A study on the generalization capability of acoustic models for robust speech recognition

Xiong Xiao, Jinyu Li, and et. al


In statistical learning theory, good generalization

capability refers to small performance degradation when the

model is evaluated on unseen testing data that are drawn from the

same distribution as the training data, i.e. on matched trainingtesting

case. Recently, soft-margin estimation (SME) method was

proposed to improve acoustic model’s generalization capability

for clean speech recognition and achieved success. In this paper,

we study the generalization capability of acoustic model for

robust speech recognition, where the training and testing data follow

different distributions (i.e. mismatched training-testing case).
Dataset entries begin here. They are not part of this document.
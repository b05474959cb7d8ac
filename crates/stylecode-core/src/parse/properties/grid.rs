//! Grid placement: the four line longhands, `grid-row`, `grid-column`,
//! `grid-area` and `grid-auto-flow`.

use stylecode_types::{CssError, Fixed};

use crate::bytecode::opcodes::*;
use crate::bytecode::{PropertyId, StyleBuffer};
use crate::cursor::TokenCursor;
use crate::parse::utils::{emit_flag_value, parse_flag_value, parse_grid_line_value};
use crate::parse::{ParseContext, transaction};

const AREA: [PropertyId; 4] = [
    PropertyId::GridRowStart,
    PropertyId::GridColumnStart,
    PropertyId::GridRowEnd,
    PropertyId::GridColumnEnd,
];
const ROW: [PropertyId; 2] = [PropertyId::GridRowStart, PropertyId::GridRowEnd];
const COLUMN: [PropertyId; 2] = [PropertyId::GridColumnStart, PropertyId::GridColumnEnd];

pub fn parse_grid_row_start(
    _ctx: &mut ParseContext,
    cursor: &mut TokenCursor<'_>,
    out: &mut StyleBuffer,
) -> Result<(), CssError> {
    grid_lines(cursor, out, &[PropertyId::GridRowStart])
}

pub fn parse_grid_row_end(
    _ctx: &mut ParseContext,
    cursor: &mut TokenCursor<'_>,
    out: &mut StyleBuffer,
) -> Result<(), CssError> {
    grid_lines(cursor, out, &[PropertyId::GridRowEnd])
}

pub fn parse_grid_column_start(
    _ctx: &mut ParseContext,
    cursor: &mut TokenCursor<'_>,
    out: &mut StyleBuffer,
) -> Result<(), CssError> {
    grid_lines(cursor, out, &[PropertyId::GridColumnStart])
}

pub fn parse_grid_column_end(
    _ctx: &mut ParseContext,
    cursor: &mut TokenCursor<'_>,
    out: &mut StyleBuffer,
) -> Result<(), CssError> {
    grid_lines(cursor, out, &[PropertyId::GridColumnEnd])
}

/// `grid-row: <line> [ / <line> ]?`
pub fn parse_grid_row(
    _ctx: &mut ParseContext,
    cursor: &mut TokenCursor<'_>,
    out: &mut StyleBuffer,
) -> Result<(), CssError> {
    grid_lines(cursor, out, &ROW)
}

/// `grid-column: <line> [ / <line> ]?`
pub fn parse_grid_column(
    _ctx: &mut ParseContext,
    cursor: &mut TokenCursor<'_>,
    out: &mut StyleBuffer,
) -> Result<(), CssError> {
    grid_lines(cursor, out, &COLUMN)
}

/// `grid-area: <line> [ / <line> ]{0,3}`
///
/// Components fill row-start, column-start, row-end and column-end in that
/// order; missing ones are `auto`.
pub fn parse_grid_area(
    _ctx: &mut ParseContext,
    cursor: &mut TokenCursor<'_>,
    out: &mut StyleBuffer,
) -> Result<(), CssError> {
    grid_lines(cursor, out, &AREA)
}

/// Slash-separated line values for `properties`, in order. A CSS-wide
/// keyword applies to all of them.
fn grid_lines(
    cursor: &mut TokenCursor<'_>,
    out: &mut StyleBuffer,
    properties: &[PropertyId],
) -> Result<(), CssError> {
    transaction(cursor, out, |cursor, out| {
        if let Some(flag) = parse_flag_value(cursor) {
            return emit_flag_value(out, flag, properties);
        }
        let mut lines = [None; 4];
        let lines = &mut lines[..properties.len()];
        for (i, line) in lines.iter_mut().enumerate() {
            if i == 0 {
                *line = parse_grid_line_value(cursor)?;
                continue;
            }
            let mark = cursor.mark();
            cursor.consume_whitespace();
            if !cursor.peek().is_some_and(|t| t.is_char('/')) {
                cursor.reset(mark);
                break;
            }
            cursor.advance();
            cursor.consume_whitespace();
            match parse_grid_line_value(cursor) {
                Ok(value) => *line = value,
                Err(_) => {
                    cursor.reset(mark);
                    break;
                },
            }
        }
        for (&property, &line) in properties.iter().zip(lines.iter()) {
            append_line(out, property, line)?;
        }
        Ok(())
    })
}

fn append_line(
    out: &mut StyleBuffer,
    property: PropertyId,
    line: Option<Fixed>,
) -> Result<(), CssError> {
    match line {
        None => out.append_opv(property, 0, GRID_LINE_AUTO),
        Some(line) => {
            out.append_opv(property, 0, GRID_LINE_SET)?;
            out.append(line.raw() as u32)
        },
    }
}

/// `grid-auto-flow: [ row | column ] || dense`
pub fn parse_grid_auto_flow(
    _ctx: &mut ParseContext,
    cursor: &mut TokenCursor<'_>,
    out: &mut StyleBuffer,
) -> Result<(), CssError> {
    transaction(cursor, out, |cursor, out| {
        if let Some(flag) = parse_flag_value(cursor) {
            return emit_flag_value(out, flag, &[PropertyId::GridAutoFlow]);
        }
        let mut column = None;
        let mut dense = false;
        for i in 0..2 {
            let mark = cursor.mark();
            if i > 0 {
                cursor.consume_whitespace();
            }
            match cursor.peek() {
                Some(t) if t.is_ident("row") && column.is_none() => column = Some(false),
                Some(t) if t.is_ident("column") && column.is_none() => column = Some(true),
                Some(t) if t.is_ident("dense") && !dense => dense = true,
                _ if i == 0 => return Err(CssError::Invalid),
                _ => {
                    cursor.reset(mark);
                    break;
                },
            }
            cursor.advance();
        }
        let value = match (column.unwrap_or(false), dense) {
            (false, false) => GRID_AUTO_FLOW_ROW,
            (true, false) => GRID_AUTO_FLOW_COLUMN,
            (false, true) => GRID_AUTO_FLOW_ROW_DENSE,
            (true, true) => GRID_AUTO_FLOW_COLUMN_DENSE,
        };
        out.append_opv(PropertyId::GridAutoFlow, 0, value)
    })
}

#[cfg(test)]
mod tests {
    use super::*;
    use crate::bytecode::{FlagValue, Opv};
    use crate::test_utils::{assert_rejected, run_parser};

    fn lines(buf: &StyleBuffer) -> Vec<(PropertyId, Option<i32>)> {
        buf.declarations()
            .map(|(opv, operands)| {
                let line = (opv.value() == GRID_LINE_SET)
                    .then(|| Fixed::from_raw(operands[0] as i32).to_int());
                (opv.property(), line)
            })
            .collect()
    }

    #[test]
    fn longhand() {
        let (buf, _) = run_parser(parse_grid_row_start, "-3").unwrap();
        assert_eq!(lines(&buf), vec![(PropertyId::GridRowStart, Some(-3))]);
        let (buf, _) = run_parser(parse_grid_column_end, "auto").unwrap();
        assert_eq!(lines(&buf), vec![(PropertyId::GridColumnEnd, None)]);
    }

    #[test]
    fn longhand_rejects_zero_and_fractions() {
        assert_rejected(parse_grid_row_end, "0");
        assert_rejected(parse_grid_row_end, "2.5");
        assert_rejected(parse_grid_row_end, "span");
    }

    #[test]
    fn area_single_value_defaults_the_rest() {
        let (buf, _) = run_parser(parse_grid_area, "2").unwrap();
        assert_eq!(
            lines(&buf),
            vec![
                (PropertyId::GridRowStart, Some(2)),
                (PropertyId::GridColumnStart, None),
                (PropertyId::GridRowEnd, None),
                (PropertyId::GridColumnEnd, None),
            ]
        );
    }

    #[test]
    fn area_all_four() {
        let (buf, _) = run_parser(parse_grid_area, "1 / 2 / auto / -1").unwrap();
        assert_eq!(
            lines(&buf),
            vec![
                (PropertyId::GridRowStart, Some(1)),
                (PropertyId::GridColumnStart, Some(2)),
                (PropertyId::GridRowEnd, None),
                (PropertyId::GridColumnEnd, Some(-1)),
            ]
        );
    }

    #[test]
    fn area_stops_before_bad_component() {
        let (buf, consumed) = run_parser(parse_grid_area, "1/2 / x").unwrap();
        assert_eq!(consumed, 3);
        assert_eq!(lines(&buf)[1], (PropertyId::GridColumnStart, Some(2)));
        assert_eq!(lines(&buf)[2], (PropertyId::GridRowEnd, None));
    }

    #[test]
    fn row_and_column_shorthands() {
        let (buf, _) = run_parser(parse_grid_row, "1 / 3").unwrap();
        assert_eq!(
            lines(&buf),
            vec![(PropertyId::GridRowStart, Some(1)), (PropertyId::GridRowEnd, Some(3))]
        );
        let (buf, _) = run_parser(parse_grid_column, "4").unwrap();
        assert_eq!(
            lines(&buf),
            vec![(PropertyId::GridColumnStart, Some(4)), (PropertyId::GridColumnEnd, None)]
        );
    }

    #[test]
    fn shorthand_flag_reaches_every_longhand() {
        let (buf, _) = run_parser(parse_grid_area, "inherit").unwrap();
        assert_eq!(buf.declarations().count(), 4);
        assert!(buf.declarations().all(|(opv, _)| opv.flag_value() == Some(FlagValue::Inherit)));
    }

    #[test]
    fn auto_flow_combinations() {
        for (text, expected) in [
            ("row", GRID_AUTO_FLOW_ROW),
            ("column", GRID_AUTO_FLOW_COLUMN),
            ("dense", GRID_AUTO_FLOW_ROW_DENSE),
            ("row dense", GRID_AUTO_FLOW_ROW_DENSE),
            ("dense column", GRID_AUTO_FLOW_COLUMN_DENSE),
        ] {
            let (buf, _) = run_parser(parse_grid_auto_flow, text).unwrap();
            assert_eq!(Opv::from_word(buf.words()[0]).value(), expected, "{text}");
        }
    }

    #[test]
    fn auto_flow_leaves_repeated_keyword() {
        let (_, consumed) = run_parser(parse_grid_auto_flow, "row column").unwrap();
        assert_eq!(consumed, 1);
        assert_rejected(parse_grid_auto_flow, "sideways");
    }
}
From our analysis of noise effect on the log likelihood values of

noisy speech features, although mismatch exists between testing

and training data, it is still possible to achieve better robustness

by improving the acoustic model’s generalization capability

using SME. This is confirmed by our experimental study on

Aurora-2 and Aurora-3 tasks, where SME improves recognition

performance significantly for both matched and low/medium

mismatched testing cases. However, the improvement in severely

mismatched cases is relatively small. To alleviate the violation of

SME assumption about the same distribution for training and

testing data, we apply mean and variance normalization (MVN)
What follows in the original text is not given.